* How to complete this task
Would you find each line in the entries below with the string "bool" and copy it?

[[ Task input, beginning ]]

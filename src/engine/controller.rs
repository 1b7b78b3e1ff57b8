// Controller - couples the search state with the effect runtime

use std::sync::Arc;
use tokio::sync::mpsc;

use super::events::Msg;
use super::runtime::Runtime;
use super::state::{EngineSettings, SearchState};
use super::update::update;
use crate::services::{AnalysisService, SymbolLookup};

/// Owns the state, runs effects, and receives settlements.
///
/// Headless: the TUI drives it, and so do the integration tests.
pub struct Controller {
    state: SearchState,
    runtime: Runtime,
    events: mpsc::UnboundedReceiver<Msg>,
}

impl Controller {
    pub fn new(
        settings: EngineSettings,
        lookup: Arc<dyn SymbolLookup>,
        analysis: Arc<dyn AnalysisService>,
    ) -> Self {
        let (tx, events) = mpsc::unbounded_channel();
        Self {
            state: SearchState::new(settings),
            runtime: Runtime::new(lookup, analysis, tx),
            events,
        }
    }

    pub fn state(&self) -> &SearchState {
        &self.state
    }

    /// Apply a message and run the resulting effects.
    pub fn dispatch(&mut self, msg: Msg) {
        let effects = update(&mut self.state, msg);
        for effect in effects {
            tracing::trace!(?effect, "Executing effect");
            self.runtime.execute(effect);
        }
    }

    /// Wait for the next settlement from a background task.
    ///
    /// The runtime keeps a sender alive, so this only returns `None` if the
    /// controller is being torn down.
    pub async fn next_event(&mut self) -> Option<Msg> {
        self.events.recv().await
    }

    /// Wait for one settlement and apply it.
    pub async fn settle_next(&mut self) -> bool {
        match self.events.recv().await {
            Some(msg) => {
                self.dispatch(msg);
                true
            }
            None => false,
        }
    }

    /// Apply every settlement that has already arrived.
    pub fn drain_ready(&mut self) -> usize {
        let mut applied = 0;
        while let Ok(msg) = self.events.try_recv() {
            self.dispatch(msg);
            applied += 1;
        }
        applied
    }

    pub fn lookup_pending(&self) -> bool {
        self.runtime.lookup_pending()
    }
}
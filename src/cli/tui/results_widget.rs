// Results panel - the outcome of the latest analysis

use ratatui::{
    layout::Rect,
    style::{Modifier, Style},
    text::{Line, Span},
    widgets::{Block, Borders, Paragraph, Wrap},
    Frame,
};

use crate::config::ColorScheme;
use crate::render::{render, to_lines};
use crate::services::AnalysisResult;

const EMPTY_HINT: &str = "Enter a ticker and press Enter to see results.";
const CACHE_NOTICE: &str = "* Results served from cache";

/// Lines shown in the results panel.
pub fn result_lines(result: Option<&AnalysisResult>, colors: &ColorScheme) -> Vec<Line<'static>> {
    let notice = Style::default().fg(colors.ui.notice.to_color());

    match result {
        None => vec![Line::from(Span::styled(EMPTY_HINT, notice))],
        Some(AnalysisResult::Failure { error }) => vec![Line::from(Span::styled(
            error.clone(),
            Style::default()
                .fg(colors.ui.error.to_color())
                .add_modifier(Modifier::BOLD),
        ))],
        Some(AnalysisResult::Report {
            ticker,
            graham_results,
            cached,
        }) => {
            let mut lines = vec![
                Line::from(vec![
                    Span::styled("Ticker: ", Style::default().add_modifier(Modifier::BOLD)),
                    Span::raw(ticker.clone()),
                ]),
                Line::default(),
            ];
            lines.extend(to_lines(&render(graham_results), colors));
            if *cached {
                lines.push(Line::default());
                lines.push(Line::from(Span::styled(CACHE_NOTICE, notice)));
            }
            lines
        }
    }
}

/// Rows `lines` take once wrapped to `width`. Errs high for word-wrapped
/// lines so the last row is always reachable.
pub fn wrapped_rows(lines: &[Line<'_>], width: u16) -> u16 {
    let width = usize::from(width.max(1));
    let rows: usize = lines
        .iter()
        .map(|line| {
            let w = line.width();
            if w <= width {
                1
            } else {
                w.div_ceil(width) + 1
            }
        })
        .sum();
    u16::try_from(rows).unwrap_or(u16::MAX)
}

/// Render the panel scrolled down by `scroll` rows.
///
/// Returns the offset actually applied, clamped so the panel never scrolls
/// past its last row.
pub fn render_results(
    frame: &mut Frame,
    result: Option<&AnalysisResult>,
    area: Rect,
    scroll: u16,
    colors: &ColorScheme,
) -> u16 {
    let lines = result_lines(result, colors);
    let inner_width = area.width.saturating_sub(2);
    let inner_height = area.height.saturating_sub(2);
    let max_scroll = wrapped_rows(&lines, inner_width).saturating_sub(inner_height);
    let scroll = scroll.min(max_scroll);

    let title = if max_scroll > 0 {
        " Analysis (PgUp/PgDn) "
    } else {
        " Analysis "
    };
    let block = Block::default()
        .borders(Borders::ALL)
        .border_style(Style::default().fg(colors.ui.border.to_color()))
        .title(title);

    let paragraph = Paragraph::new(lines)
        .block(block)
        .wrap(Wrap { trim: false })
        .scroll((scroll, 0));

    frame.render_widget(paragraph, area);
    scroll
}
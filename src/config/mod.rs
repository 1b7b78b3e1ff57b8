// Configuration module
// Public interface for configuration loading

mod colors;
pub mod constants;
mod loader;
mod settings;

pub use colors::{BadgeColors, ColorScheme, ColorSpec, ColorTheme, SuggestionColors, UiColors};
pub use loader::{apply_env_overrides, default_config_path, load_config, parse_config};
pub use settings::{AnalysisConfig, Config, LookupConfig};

[[ Task input, end ]]
[[ Task input, beginning ]]

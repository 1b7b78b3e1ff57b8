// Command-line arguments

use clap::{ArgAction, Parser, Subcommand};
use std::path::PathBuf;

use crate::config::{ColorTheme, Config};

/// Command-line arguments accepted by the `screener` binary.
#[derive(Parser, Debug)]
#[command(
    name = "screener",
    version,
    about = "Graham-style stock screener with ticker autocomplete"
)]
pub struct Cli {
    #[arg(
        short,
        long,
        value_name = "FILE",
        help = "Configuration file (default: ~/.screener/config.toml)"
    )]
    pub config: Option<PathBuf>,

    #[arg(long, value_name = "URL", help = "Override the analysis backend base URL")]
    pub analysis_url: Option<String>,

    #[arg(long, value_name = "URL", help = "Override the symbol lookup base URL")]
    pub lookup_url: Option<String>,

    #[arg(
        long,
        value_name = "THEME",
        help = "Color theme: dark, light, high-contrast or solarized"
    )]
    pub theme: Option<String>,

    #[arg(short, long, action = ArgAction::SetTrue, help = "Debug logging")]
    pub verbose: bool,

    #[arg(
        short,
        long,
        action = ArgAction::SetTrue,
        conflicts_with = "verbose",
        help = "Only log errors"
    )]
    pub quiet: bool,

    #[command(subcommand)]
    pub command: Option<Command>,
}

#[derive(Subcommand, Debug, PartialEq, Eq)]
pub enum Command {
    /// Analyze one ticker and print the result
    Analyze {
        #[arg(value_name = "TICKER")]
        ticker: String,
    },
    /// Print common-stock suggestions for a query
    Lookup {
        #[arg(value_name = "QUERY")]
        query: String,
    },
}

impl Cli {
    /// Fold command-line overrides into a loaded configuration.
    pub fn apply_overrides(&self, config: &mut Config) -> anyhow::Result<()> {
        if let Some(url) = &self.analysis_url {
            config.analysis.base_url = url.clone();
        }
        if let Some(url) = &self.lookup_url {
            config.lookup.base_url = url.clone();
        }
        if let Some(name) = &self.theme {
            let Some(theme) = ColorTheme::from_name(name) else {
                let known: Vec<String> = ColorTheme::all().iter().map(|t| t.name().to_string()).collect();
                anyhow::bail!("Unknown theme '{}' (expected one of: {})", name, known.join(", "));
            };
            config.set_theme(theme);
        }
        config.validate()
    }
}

[[ Task input, end ]]

* Answer box
    pub async fn settle_next(&mut self) -> bool {
    pub fn lookup_pending(&self) -> bool {
    pub verbose: bool,
    pub quiet: bool,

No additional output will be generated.